[WORK REQUIRED]:
Here the requirement is to repeat every record exactly, in full.

◆ ◆ ◆

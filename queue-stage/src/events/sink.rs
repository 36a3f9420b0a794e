//! Event sink trait and implementations.

use async_trait::async_trait;
use tracing::{debug, info, Level};

/// Trait for event sinks that can receive stage events.
#[async_trait]
pub trait EventSink: Send + Sync {
    /// Emits an event asynchronously.
    ///
    /// # Arguments
    ///
    /// * `event_type` - The type of event (e.g., "stage.started")
    /// * `data` - Optional event data
    async fn emit(&self, event_type: &str, data: Option<serde_json::Value>);

    /// Tries to emit an event without blocking.
    ///
    /// This method must never fail. Errors are logged and suppressed.
    fn try_emit(&self, event_type: &str, data: Option<serde_json::Value>);
}

/// A no-op event sink that discards all events.
#[derive(Debug, Clone, Copy, Default)]
pub struct NoOpEventSink;

#[async_trait]
impl EventSink for NoOpEventSink {
    async fn emit(&self, _event_type: &str, _data: Option<serde_json::Value>) {}

    fn try_emit(&self, _event_type: &str, _data: Option<serde_json::Value>) {}
}

/// An event sink that logs events using the tracing framework.
///
/// Every event is logged at the configured level. Warnings for push
/// timeouts come from the worker itself.
#[derive(Debug, Clone)]
pub struct LoggingEventSink {
    level: Level,
}

impl Default for LoggingEventSink {
    fn default() -> Self {
        Self { level: Level::INFO }
    }
}

impl LoggingEventSink {
    /// Creates a new logging event sink with the specified level.
    #[must_use]
    pub fn new(level: Level) -> Self {
        Self { level }
    }

    /// Creates a debug-level logging sink.
    #[must_use]
    pub fn debug() -> Self {
        Self::new(Level::DEBUG)
    }

    fn log_event(&self, event_type: &str, data: Option<&serde_json::Value>) {
        if self.level == Level::DEBUG {
            debug!(event_type = %event_type, event_data = ?data, "Event: {}", event_type);
        } else {
            info!(event_type = %event_type, event_data = ?data, "Event: {}", event_type);
        }
    }
}

#[async_trait]
impl EventSink for LoggingEventSink {
    async fn emit(&self, event_type: &str, data: Option<serde_json::Value>) {
        self.log_event(event_type, data.as_ref());
    }

    fn try_emit(&self, event_type: &str, data: Option<serde_json::Value>) {
        self.log_event(event_type, data.as_ref());
    }
}

/// A collecting event sink for testing purposes.
#[derive(Debug, Default)]
pub struct CollectingEventSink {
    events: parking_lot::RwLock<Vec<(String, Option<serde_json::Value>)>>,
}

impl CollectingEventSink {
    /// Creates a new collecting sink.
    #[must_use]
    pub fn new() -> Self {
        Self::default()
    }

    /// Returns all collected events.
    #[must_use]
    pub fn events(&self) -> Vec<(String, Option<serde_json::Value>)> {
        self.events.read().clone()
    }

    /// Returns the number of collected events.
    #[must_use]
    pub fn len(&self) -> usize {
        self.events.read().len()
    }

    /// Returns true if no events have been collected.
    #[must_use]
    pub fn is_empty(&self) -> bool {
        self.events.read().is_empty()
    }

    /// Clears all collected events.
    pub fn clear(&self) {
        self.events.write().clear();
    }

    /// Returns events of exactly the given type.
    #[must_use]
    pub fn events_of_type(&self, event_type: &str) -> Vec<Option<serde_json::Value>> {
        self.events
            .read()
            .iter()
            .filter(|(t, _)| t == event_type)
            .map(|(_, data)| data.clone())
            .collect()
    }

    /// Returns how many events of the given type were collected.
    #[must_use]
    pub fn count(&self, event_type: &str) -> usize {
        self.events.read().iter().filter(|(t, _)| t == event_type).count()
    }
}

#[async_trait]
impl EventSink for CollectingEventSink {
    async fn emit(&self, event_type: &str, data: Option<serde_json::Value>) {
        self.events.write().push((event_type.to_string(), data));
    }

    fn try_emit(&self, event_type: &str, data: Option<serde_json::Value>) {
        self.events.write().push((event_type.to_string(), data));
    }
}

#[cfg(test)]
mod tests {
    use super::*;

    #[tokio::test]
    async fn test_noop_sink() {
        let sink = NoOpEventSink;
        sink.emit("test", None).await;
        sink.try_emit("test", Some(serde_json::json!({"x": 1})));
    }

    #[tokio::test]
    async fn test_logging_sink() {
        let sink = LoggingEventSink::debug();
        sink.emit("stage.started", Some(serde_json::json!({"stage": "maker"}))).await;
        sink.try_emit(crate::events::PUSH_TIMEOUT, None);
    }

    #[derive(Clone, Default)]
    struct CapturedLog(std::sync::Arc<parking_lot::Mutex<Vec<u8>>>);

    impl std::io::Write for CapturedLog {
        fn write(&mut self, buf: &[u8]) -> std::io::Result<usize> {
            self.0.lock().extend_from_slice(buf);
            Ok(buf.len())
        }

        fn flush(&mut self) -> std::io::Result<()> {
            Ok(())
        }
    }

    #[test]
    fn test_logging_sink_push_timeout_uses_configured_level() {
        let log = CapturedLog::default();
        let writer = log.clone();
        let subscriber = tracing_subscriber::fmt()
            .with_writer(move || writer.clone())
            .with_ansi(false)
            .with_max_level(Level::TRACE)
            .finish();

        tracing::subscriber::with_default(subscriber, || {
            LoggingEventSink::default().try_emit(
                crate::events::PUSH_TIMEOUT,
                Some(serde_json::json!({"queue": "tas", "timeout_ms": 100})),
            );
        });

        let output = String::from_utf8(log.0.lock().clone()).unwrap();
        assert!(output.contains("INFO"));
        assert!(output.contains("queue.push_timeout"));
        assert!(!output.contains("WARN"));
    }

    #[tokio::test]
    async fn test_collecting_sink() {
        let sink = CollectingEventSink::new();
        assert!(sink.is_empty());

        sink.emit("stage.started", None).await;
        sink.try_emit("queue.push_timeout", Some(serde_json::json!({"attempt": 1})));
        sink.try_emit("queue.push_timeout", Some(serde_json::json!({"attempt": 2})));

        assert_eq!(sink.len(), 3);
        assert_eq!(sink.count("queue.push_timeout"), 2);
        assert_eq!(sink.count("stage."), 0);

        let timeouts = sink.events_of_type("queue.push_timeout");
        assert_eq!(timeouts[1], Some(serde_json::json!({"attempt": 2})));

        sink.clear();
        assert!(sink.is_empty());
    }
}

◆ ◆ ◆

[ANSWER TO THE PROBLEM]:
filename queue-stage/src/events/sink.rs
repository 36a3f9420b0a794e
//! Event sink trait and implementations.

use async_trait::async_trait;
use tracing::{debug, info, Level};

/// Trait for event sinks that can receive stage events.
#[async_trait]
pub trait EventSink: Send + Sync {
    /// Emits an event asynchronously.
    ///
    /// # Arguments
    ///
    /// * `event_type` - The type of event (e.g., "stage.started")
    /// * `data` - Optional event data
    async fn emit(&self, event_type: &str, data: Option<serde_json::Value>);

    /// Tries to emit an event without blocking.
    ///
    /// This method must never fail. Errors are logged and suppressed.
    fn try_emit(&self, event_type: &str, data: Option<serde_json::Value>);
}

/// A no-op event sink that discards all events.
#[derive(Debug, Clone, Copy, Default)]
pub struct NoOpEventSink;

#[async_trait]
impl EventSink for NoOpEventSink {
    async fn emit(&self, _event_type: &str, _data: Option<serde_json::Value>) {}

    fn try_emit(&self, _event_type: &str, _data: Option<serde_json::Value>) {}
}

/// An event sink that logs events using the tracing framework.
///
/// Every event is logged at the configured level. Warnings for push
/// timeouts come from the worker itself.
#[derive(Debug, Clone)]
pub struct LoggingEventSink {
    level: Level,
}

impl Default for LoggingEventSink {
    fn default() -> Self {
        Self { level: Level::INFO }
    }
}

impl LoggingEventSink {
    /// Creates a new logging event sink with the specified level.
    #[must_use]
    pub fn new(level: Level) -> Self {
        Self { level }
    }

    /// Creates a debug-level logging sink.
    #[must_use]
    pub fn debug() -> Self {
        Self::new(Level::DEBUG)
    }

    fn log_event(&self, event_type: &str, data: Option<&serde_json::Value>) {
        if self.level == Level::DEBUG {
            debug!(event_type = %event_type, event_data = ?data, "Event: {}", event_type);
        } else {
            info!(event_type = %event_type, event_data = ?data, "Event: {}", event_type);
        }
    }
}

#[async_trait]
impl EventSink for LoggingEventSink {
    async fn emit(&self, event_type: &str, data: Option<serde_json::Value>) {
        self.log_event(event_type, data.as_ref());
    }

    fn try_emit(&self, event_type: &str, data: Option<serde_json::Value>) {
        self.log_event(event_type, data.as_ref());
    }
}

/// A collecting event sink for testing purposes.
#[derive(Debug, Default)]
pub struct CollectingEventSink {
    events: parking_lot::RwLock<Vec<(String, Option<serde_json::Value>)>>,
}

impl CollectingEventSink {
    /// Creates a new collecting sink.
    #[must_use]
    pub fn new() -> Self {
        Self::default()
    }

    /// Returns all collected events.
    #[must_use]
    pub fn events(&self) -> Vec<(String, Option<serde_json::Value>)> {
        self.events.read().clone()
    }

    /// Returns the number of collected events.
    #[must_use]
    pub fn len(&self) -> usize {
        self.events.read().len()
    }

    /// Returns true if no events have been collected.
    #[must_use]
    pub fn is_empty(&self) -> bool {
        self.events.read().is_empty()
    }

    /// Clears all collected events.
    pub fn clear(&self) {
        self.events.write().clear();
    }

    /// Returns events of exactly the given type.
    #[must_use]
    pub fn events_of_type(&self, event_type: &str) -> Vec<Option<serde_json::Value>> {
        self.events
            .read()
            .iter()
            .filter(|(t, _)| t == event_type)
            .map(|(_, data)| data.clone())
            .collect()
    }

    /// Returns how many events of the given type were collected.
    #[must_use]
    pub fn count(&self, event_type: &str) -> usize {
        self.events.read().iter().filter(|(t, _)| t == event_type).count()
    }
}

#[async_trait]
impl EventSink for CollectingEventSink {
    async fn emit(&self, event_type: &str, data: Option<serde_json::Value>) {
        self.events.write().push((event_type.to_string(), data));
    }

    fn try_emit(&self, event_type: &str, data: Option<serde_json::Value>) {
        self.events.write().push((event_type.to_string(), data));
    }
}

#[cfg(test)]
mod tests {
    use super::*;

    #[tokio::test]
    async fn test_noop_sink() {
        let sink = NoOpEventSink;
        sink.emit("test", None).await;
        sink.try_emit("test", Some(serde_json::json!({"x": 1})));
    }

    #[tokio::test]
    async fn test_logging_sink() {
        let sink = LoggingEventSink::debug();
        sink.emit("stage.started", Some(serde_json::json!({"stage": "maker"}))).await;
        sink.try_emit(crate::events::PUSH_TIMEOUT, None);
    }

    #[derive(Clone, Default)]
    struct CapturedLog(std::sync::Arc<parking_lot::Mutex<Vec<u8>>>);

    impl std::io::Write for CapturedLog {
        fn write(&mut self, buf: &[u8]) -> std::io::Result<usize> {
            self.0.lock().extend_from_slice(buf);
            Ok(buf.len())
        }

        fn flush(&mut self) -> std::io::Result<()> {
            Ok(())
        }
    }

    #[test]
    fn test_logging_sink_push_timeout_uses_configured_level() {
        let log = CapturedLog::default();
        let writer = log.clone();
        let subscriber = tracing_subscriber::fmt()
            .with_writer(move || writer.clone())
            .with_ansi(false)
            .with_max_level(Level::TRACE)
            .finish();

        tracing::subscriber::with_default(subscriber, || {
            LoggingEventSink::default().try_emit(
                crate::events::PUSH_TIMEOUT,
                Some(serde_json::json!({"queue": "tas", "timeout_ms": 100})),
            );
        });

        let output = String::from_utf8(log.0.lock().clone()).unwrap();
        assert!(output.contains("INFO"));
        assert!(output.contains("queue.push_timeout"));
        assert!(!output.contains("WARN"));
    }

    #[tokio::test]
    async fn test_collecting_sink() {
        let sink = CollectingEventSink::new();
        assert!(sink.is_empty());

        sink.emit("stage.started", None).await;
        sink.try_emit("queue.push_timeout", Some(serde_json::json!({"attempt": 1})));
        sink.try_emit("queue.push_timeout", Some(serde_json::json!({"attempt": 2})));

        assert_eq!(sink.len(), 3);
        assert_eq!(sink.count("queue.push_timeout"), 2);
        assert_eq!(sink.count("stage."), 0);

        let timeouts = sink.events_of_type("queue.push_timeout");
        assert_eq!(timeouts[1], Some(serde_json::json!({"attempt": 2})));

        sink.clear();
        assert!(sink.is_empty());
    }
}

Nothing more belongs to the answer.